Michelin-starred chef Adam Handling is known to cover KFC in caviar (hun knows no gender). MasterChef: The Professionals winner Alex Webb, meanwhile, likes to top Pringles with caviar; he insists on sour cream and chive flavour to recreate the taste sensation of a blini, which is the most hun food hack I have ever heard of.
But might we have reached peak caviar? Park Chinois (17 Berkeley Street, W1J, parkchinois.com) no longer offers its brunch, where 5g caviar bumps came in at £11; one wonders whether the glitzy Mayfair Chinese found it was attracting a rather different clientele to the one happy to fork out £210 for 50g of Kaviari Osciètre Gold to garnish the Peking duck pancakes.
Mayfair club-restaurant Miro, which opened 12 months ago in a flurry of caviar bumps and a £3,000 caviar chest illuminated with sparklers, closed quietly over the summer. How quickly #caviardreams vanish.
Perhaps the answer is found somewhere in the middle: restore caviar to its classic simple serve, but without the expense of old.
Bebé Bob (37 Golden Square, W1F, bebebob.com), a Soho offshoot of Bob Bob Ricard opening early next month, will sell Umai, a new caviar recently launched by the owners of chef favourite N25, served by the 20g (from £39) atop blinis whipped up table-side.

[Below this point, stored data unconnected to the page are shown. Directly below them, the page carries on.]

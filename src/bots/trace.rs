//! Decision trace hook
//!
//! `bot_trace!` forwards to `tracing::debug!` under the `royale_bots::trace`
//! target when the `bot-trace` feature is on, and expands to nothing
//! otherwise.

#[cfg(feature = "bot-trace")]
#[macro_export]
macro_rules! bot_trace {
    ($($arg:tt)*) => {
        ::tracing::debug!(target: "royale_bots::trace", $($arg)*)
    };
}

#[cfg(not(feature = "bot-trace"))]
#[macro_export]
macro_rules! bot_trace {
    ($($arg:tt)*) => {};
}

Umai seems hun-ready: it’s half the price of N25, and comes in tins with pink lids.
“A common mistake is to have too much blini and too little caviar,” says Bob Bob’s owner Leonid Shutov. “I tend to break off a small piece of blini, add a layer of caviar that is twice as thick, spoon on a small dollop of crème fraiche and eat in one bite. That’s when the fireworks go off.” Who needs lipstick? Far better to end up with eggs on your face.